On Saturday, Feb. 3, Megan Wilde performed on campus for UNICEF’s week of programming. Wilde is a singer, songwriter and activist for human rights.
Vanderbilt Hustler: How did you come to work with UNICEF?
Megan Wilde: I became involved in anti sex trafficking initiatives close to a year ago. I have been working with various organizations in Nashville, New York and Chicago and an associate forwarded the song I wrote, “Promise,” to a local Nashville representative for UNICEF. We met up and bonded immediately. I’m passionate about using my gift of music to help women and children who are left without voices.
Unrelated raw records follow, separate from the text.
use serde::Serialize;
use thiserror::Error;

/// One fully validated projection request. Constructed by the boundary layer
/// (CLI or HTTP payload); the engine never parses text or reads ambient state.
#[derive(Debug, Clone, Copy)]
pub struct SimulationParameters {
    pub initial_value: f64,
    pub monthly_contribution: f64,
    /// Fractional growth per month, e.g. 0.01 for 1%.
    pub monthly_rate: f64,
    pub periods: u32,
}

impl Default for SimulationParameters {
    fn default() -> Self {
        Self {
            initial_value: 1_000.0,
            monthly_contribution: 100.0,
            monthly_rate: 0.01,
            periods: 24,
        }
    }
}

/// Account state after one month's growth and contribution, with every
/// published figure already rounded to currency precision.
#[derive(Debug, Clone, Copy, PartialEq, Serialize)]
#[serde(rename_all = "camelCase")]
pub struct MonthSnapshot {
    pub month: u32,
    pub total_value: f64,
    pub cumulative_contributions: f64,
    pub cumulative_growth: f64,
}

#[derive(Debug, Clone, Copy, PartialEq, Eq, Error)]
pub enum EngineError {
    #[error("periods must be >= 1")]
    InvalidPeriods,
    #[error("monthly rate must be strictly positive for goal-seeking mode")]
    DegenerateRate,
}

/// Outcome of the inverse solver. A negative computed contribution means the
/// initial value alone already covers the target; that is a reportable
/// status, not a failure.
#[derive(Debug, Clone, Copy, PartialEq, Serialize)]
#[serde(tag = "status")]
pub enum GoalResult {
    #[serde(rename = "contribution-required", rename_all = "camelCase")]
    ContributionRequired { monthly_contribution: f64 },
    #[serde(rename = "already-met", rename_all = "camelCase")]
    AlreadyMet { computed_contribution: f64 },
}

impl GoalResult {
    pub fn computed_contribution(self) -> f64 {
        match self {
            GoalResult::ContributionRequired {
                monthly_contribution,
            } => monthly_contribution,
            GoalResult::AlreadyMet {
                computed_contribution,
            } => computed_contribution,
        }
    }
}
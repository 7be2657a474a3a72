use std::env;
use std::sync::Arc;

use clap::Parser;

use compounder::api::{Cli, build_params, run_http_server};
use compounder::capture::FileCaptureStore;
use compounder::core::project;
use compounder::export::snapshots_to_csv;

const DEFAULT_CAPTURE_FILE: &str = "captured_emails.jsonl";

#[tokio::main]
async fn main() {
    tracing_subscriber::fmt()
        .with_env_filter(
            tracing_subscriber::EnvFilter::try_from_default_env()
                .unwrap_or_else(|_| "compounder=info,tower_http=info".into()),
        )
        .init();

    let raw_args: Vec<String> = env::args().collect();
    match raw_args.get(1).map(|s| s.as_str()) {
        Some("serve") => {
            let port = raw_args
                .get(2)
                .and_then(|s| s.parse::<u16>().ok())
                .unwrap_or(8080);
            let capture_file = raw_args
                .get(3)
                .cloned()
                .unwrap_or_else(|| DEFAULT_CAPTURE_FILE.to_string());
            let store = Arc::new(FileCaptureStore::new(capture_file));
            if let Err(e) = run_http_server(port, store).await {
                eprintln!("Server error: {e}");
                std::process::exit(1);
            }
        }
        Some("project") => {
            let cli = Cli::parse_from(
                std::iter::once(raw_args[0].clone()).chain(raw_args.iter().skip(2).cloned()),
            );
            let params = match build_params(cli) {
                Ok(params) => params,
                Err(msg) => {
                    eprintln!("{msg}");
                    std::process::exit(1);
                }
            };
            match project(&params).map_err(|e| e.to_string()).and_then(|s| {
                snapshots_to_csv(&s).map_err(|e| e.to_string())
            }) {
                Ok(csv) => print!("{csv}"),
                Err(msg) => {
                    eprintln!("{msg}");
                    std::process::exit(1);
                }
            }
        }
        _ => {
            eprintln!("Usage: compounder serve [port] [capture-file]");
            eprintln!("       compounder project [--initial-value N] [--monthly-contribution N] [--monthly-rate PCT] [--periods N]");
            std::process::exit(1);
        }
    }
}
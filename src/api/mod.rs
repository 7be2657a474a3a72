use std::net::SocketAddr;
use std::sync::Arc;

use axum::{
    Router,
    extract::{Json, Query, State},
    http::{StatusCode, header},
    response::{Html, IntoResponse, Response},
    routing::{get, post},
};
use clap::Parser;
use serde::{Deserialize, Serialize};
use tokio::net::TcpListener;
use tower_http::{
    cors::{Any, CorsLayer},
    trace::TraceLayer,
};

use crate::capture::{CaptureError, CaptureRecord, CaptureStore};
use crate::core::{
    EngineError, GoalResult, MonthSnapshot, SimulationParameters, project, required_contribution,
};
use crate::export::snapshots_to_csv;

const INDEX_HTML: &str = include_str!("../../web/index.html");
const STYLES_CSS: &str = include_str!("../../web/styles.css");
const APP_JS: &str = include_str!("../../web/app.js");

#[derive(Parser, Debug)]
#[command(
    name = "compounder",
    about = "Compound-interest projection calculator (monthly contributions, goal seeking, CSV export)"
)]
pub struct Cli {
    #[arg(long, default_value_t = 1000.0, help = "Amount present at month 0")]
    pub initial_value: f64,
    #[arg(
        long,
        default_value_t = 100.0,
        help = "Amount added at the end of every month"
    )]
    pub monthly_contribution: f64,
    #[arg(
        long,
        default_value_t = 1.0,
        help = "Monthly interest rate in percent, e.g. 1"
    )]
    pub monthly_rate: f64,
    #[arg(long, default_value_t = 24, help = "Number of months to project")]
    pub periods: u32,
}

#[derive(Debug, Default, Deserialize)]
#[serde(default, rename_all = "camelCase")]
struct SimulatePayload {
    initial_value: Option<f64>,
    monthly_contribution: Option<f64>,
    /// Percent, like the rate field in the UI; divided by 100 at this boundary.
    monthly_rate: Option<f64>,
    periods: Option<u32>,
}

#[derive(Debug, Default, Deserialize)]
#[serde(default, rename_all = "camelCase")]
struct GoalPayload {
    initial_value: Option<f64>,
    monthly_rate: Option<f64>,
    periods: Option<u32>,
    target_value: Option<f64>,
}

#[derive(Debug, Deserialize)]
#[serde(rename_all = "camelCase")]
struct CapturePayload {
    email: String,
}

#[derive(Debug, Serialize)]
#[serde(rename_all = "camelCase")]
struct SimulateResponse {
    final_total_value: f64,
    final_cumulative_contributions: f64,
    final_cumulative_growth: f64,
    snapshots: Vec<MonthSnapshot>,
}

#[derive(Debug, Serialize)]
#[serde(rename_all = "camelCase")]
struct GoalResponse {
    initial_value: f64,
    monthly_rate: f64,
    periods: u32,
    target_value: f64,
    #[serde(flatten)]
    outcome: GoalResult,
}

#[derive(Debug, Serialize)]
#[serde(rename_all = "camelCase")]
struct CaptureResponse {
    email: String,
    captured_at: String,
}

#[derive(Debug, Serialize)]
struct ErrorResponse {
    error: String,
}

pub fn build_params(cli: Cli) -> Result<SimulationParameters, String> {
    if !cli.initial_value.is_finite() {
        return Err("--initial-value must be a finite number".to_string());
    }
    if !cli.monthly_contribution.is_finite() {
        return Err("--monthly-contribution must be a finite number".to_string());
    }
    if !cli.monthly_rate.is_finite() {
        return Err("--monthly-rate must be a finite number".to_string());
    }
    if cli.periods < 1 {
        return Err("--periods must be >= 1".to_string());
    }

    Ok(SimulationParameters {
        initial_value: cli.initial_value,
        monthly_contribution: cli.monthly_contribution,
        monthly_rate: cli.monthly_rate / 100.0,
        periods: cli.periods,
    })
}

fn default_cli_for_api() -> Cli {
    Cli {
        initial_value: 1_000.0,
        monthly_contribution: 100.0,
        monthly_rate: 1.0,
        periods: 24,
    }
}

fn params_from_payload(payload: SimulatePayload) -> Result<SimulationParameters, String> {
    let mut cli = default_cli_for_api();
    if let Some(v) = payload.initial_value {
        cli.initial_value = v;
    }
    if let Some(v) = payload.monthly_contribution {
        cli.monthly_contribution = v;
    }
    if let Some(v) = payload.monthly_rate {
        cli.monthly_rate = v;
    }
    if let Some(v) = payload.periods {
        cli.periods = v;
    }
    build_params(cli)
}

fn simulate_response(params: &SimulationParameters) -> Result<SimulateResponse, EngineError> {
    let snapshots = project(params)?;
    let last = snapshots.last().copied().ok_or(EngineError::InvalidPeriods)?;
    Ok(SimulateResponse {
        final_total_value: last.total_value,
        final_cumulative_contributions: last.cumulative_contributions,
        final_cumulative_growth: last.cumulative_growth,
        snapshots,
    })
}

fn goal_response(payload: GoalPayload) -> Result<GoalResponse, String> {
    let defaults = default_cli_for_api();
    let initial_value = payload.initial_value.unwrap_or(defaults.initial_value);
    let monthly_rate = payload.monthly_rate.unwrap_or(defaults.monthly_rate) / 100.0;
    let periods = payload.periods.unwrap_or(defaults.periods);
    let target_value = payload
        .target_value
        .ok_or_else(|| "targetValue is required".to_string())?;

    if !initial_value.is_finite() || !monthly_rate.is_finite() || !target_value.is_finite() {
        return Err("all goal parameters must be finite numbers".to_string());
    }

    let outcome = required_contribution(initial_value, monthly_rate, periods, target_value)
        .map_err(|e| e.to_string())?;

    Ok(GoalResponse {
        initial_value,
        monthly_rate,
        periods,
        target_value,
        outcome,
    })
}

pub async fn run_http_server(
    port: u16,
    store: Arc<dyn CaptureStore>,
) -> std::io::Result<()> {
    let addr = SocketAddr::from(([0, 0, 0, 0], port));
    let cors = CorsLayer::new()
        .allow_origin(Any)
        .allow_methods(Any)
        .allow_headers(Any);

    let app = Router::new()
        .route("/", get(index_handler))
        .route("/index.html", get(index_handler))
        .route("/styles.css", get(styles_handler))
        .route("/app.js", get(app_js_handler))
        .route(
            "/api/simulate",
            get(simulate_get_handler).post(simulate_post_handler),
        )
        .route("/api/goal", get(goal_get_handler).post(goal_post_handler))
        .route("/api/capture", post(capture_handler))
        .route("/api/export.csv", get(export_csv_handler))
        .fallback(not_found_handler)
        .with_state(store)
        .layer(cors)
        .layer(TraceLayer::new_for_http());

    let listener = TcpListener::bind(addr).await?;
    tracing::info!("compounder HTTP API listening on http://{addr}");
    tracing::info!("Local access: http://127.0.0.1:{port}/");

    axum::serve(listener, app).await
}

async fn index_handler() -> impl IntoResponse {
    with_cache_control(Html(INDEX_HTML))
}

async fn styles_handler() -> impl IntoResponse {
    with_cache_control((
        [(header::CONTENT_TYPE, "text/css; charset=utf-8")],
        STYLES_CSS,
    ))
}

async fn app_js_handler() -> impl IntoResponse {
    with_cache_control((
        [(
            header::CONTENT_TYPE,
            "application/javascript; charset=utf-8",
        )],
        APP_JS,
    ))
}

async fn not_found_handler() -> Response {
    error_response(StatusCode::NOT_FOUND, "Not found")
}

async fn simulate_get_handler(Query(payload): Query<SimulatePayload>) -> Response {
    simulate_handler_impl(payload)
}

async fn simulate_post_handler(Json(payload): Json<SimulatePayload>) -> Response {
    simulate_handler_impl(payload)
}

fn simulate_handler_impl(payload: SimulatePayload) -> Response {
    let params = match params_from_payload(payload) {
        Ok(params) => params,
        Err(msg) => return error_response(StatusCode::BAD_REQUEST, &msg),
    };

    match simulate_response(&params) {
        Ok(response) => json_response(StatusCode::OK, response),
        Err(e) => error_response(StatusCode::BAD_REQUEST, &e.to_string()),
    }
}

async fn goal_get_handler(Query(payload): Query<GoalPayload>) -> Response {
    goal_handler_impl(payload)
}

async fn goal_post_handler(Json(payload): Json<GoalPayload>) -> Response {
    goal_handler_impl(payload)
}

fn goal_handler_impl(payload: GoalPayload) -> Response {
    match goal_response(payload) {
        Ok(response) => json_response(StatusCode::OK, response),
        Err(msg) => error_response(StatusCode::BAD_REQUEST, &msg),
    }
}

async fn capture_handler(
    State(store): State<Arc<dyn CaptureStore>>,
    Json(payload): Json<CapturePayload>,
) -> Response {
    let record = match CaptureRecord::new(&payload.email) {
        Ok(record) => record,
        Err(CaptureError::InvalidEmail(email)) => {
            return error_response(
                StatusCode::BAD_REQUEST,
                &format!("invalid email address: {email}"),
            );
        }
        Err(e) => return internal_error(e),
    };

    if let Err(e) = store.append(&record) {
        return internal_error(e);
    }

    tracing::info!(email = %record.email, "captured export unlock email");
    json_response(
        StatusCode::OK,
        CaptureResponse {
            email: record.email,
            captured_at: record.captured_at.to_rfc3339(),
        },
    )
}

async fn export_csv_handler(Query(payload): Query<SimulatePayload>) -> Response {
    let params = match params_from_payload(payload) {
        Ok(params) => params,
        Err(msg) => return error_response(StatusCode::BAD_REQUEST, &msg),
    };

    let snapshots = match project(&params) {
        Ok(snapshots) => snapshots,
        Err(e) => return error_response(StatusCode::BAD_REQUEST, &e.to_string()),
    };

    match snapshots_to_csv(&snapshots) {
        Ok(csv) => with_cache_control((
            [
                (header::CONTENT_TYPE, "text/csv; charset=utf-8"),
                (
                    header::CONTENT_DISPOSITION,
                    "attachment; filename=\"projection.csv\"",
                ),
            ],
            csv,
        )),
        Err(e) => internal_error(e),
    }
}

fn internal_error(e: impl std::fmt::Display) -> Response {
    tracing::error!("request failed: {e}");
    error_response(StatusCode::INTERNAL_SERVER_ERROR, "internal error")
}

fn with_cache_control<R: IntoResponse>(response: R) -> Response {
    let mut response = response.into_response();
    response.headers_mut().insert(
        header::CACHE_CONTROL,
        "no-store".parse().expect("valid header"),
    );
    response
}

fn json_response<T: Serialize>(status: StatusCode, body: T) -> Response {
    let mut response = (status, Json(body)).into_response();
    response.headers_mut().insert(
        header::CACHE_CONTROL,
        "no-store".parse().expect("valid header"),
    );
    response
}

fn error_response(status: StatusCode, msg: &str) -> Response {
    json_response(
        status,
        ErrorResponse {
            error: msg.to_string(),
        },
    )
}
VH: What has your experience with UNICEF been like?
MW: Working with UNICEF so far has been great. I think everyone’s a bit surprised about how passionate I am for being a rock musician. I’ve had to learn how to create PowerPoint presentations and deliver speeches, which has forced me to grow considerably. The music industry demands very different skill sets, qualifications and working environments. In my experience, humanitarian work (so far) has less sequins and smoke machines. UNICEF and other anti-trafficking organizations have allowed me to grow with them, which I believe is imperative for fostering a real community.
VH: Can you tell me about the song you wrote for anti-sex trafficking initiatives?
MW: Writing a song to bring awareness to child sex trafficking was by far the most difficult thing I’ve ever been asked to do. We’re in the music capital of the world, and when I told some songwriter colleagues who are currently charting what I was doing, they said it was impossible to write a song about child rape. When someone tells me something is impossible, I can’t help but view it as a dare. I had to get people talking about it openly first so I could gauge what the general consensus was. Like most people working on anti-sex trafficking initiatives, I went through a period where I lost my faith in humanity. The general public is so disconnected from the victims, and that’s why there is only a 1% rescue rate for child sex trafficking victims. I decided to write it from the viewpoint of an orphan girl named Annie. I told her story while focusing on innocence and sweetness, so it is palatable. The song I wrote I entitled “Promise” and it asks the community to promise to never look away from a child who is suffering.
VH: How did you come to write about this subject?
MW: Promise (Anne’s House) is the name of an anti-sex trafficking organization in Chicago. They reached out to me a year ago saying they had prayed for 10 years to have a song about child sex trafficking written, and I had prayed the night before asking God to use me to help heal the world in any way I could. It was meant to be.
VH: What are you hoping to convey to Vanderbilt students in your upcoming performance on campus?
MW: You don’t have to be quiet about the things you care about, especially if it involves the welfare of children. Be fearless and rock on.
VH: Where do you hope to see yourself in the next few years?
MW: I am releasing my debut album, “Taming The Wilde” in the next couple months – and it’s already leading me to places I never imagined like India, Bangladesh and Dubai. I just hope wherever I am in the next few years, I’ll be having an adventure and making music.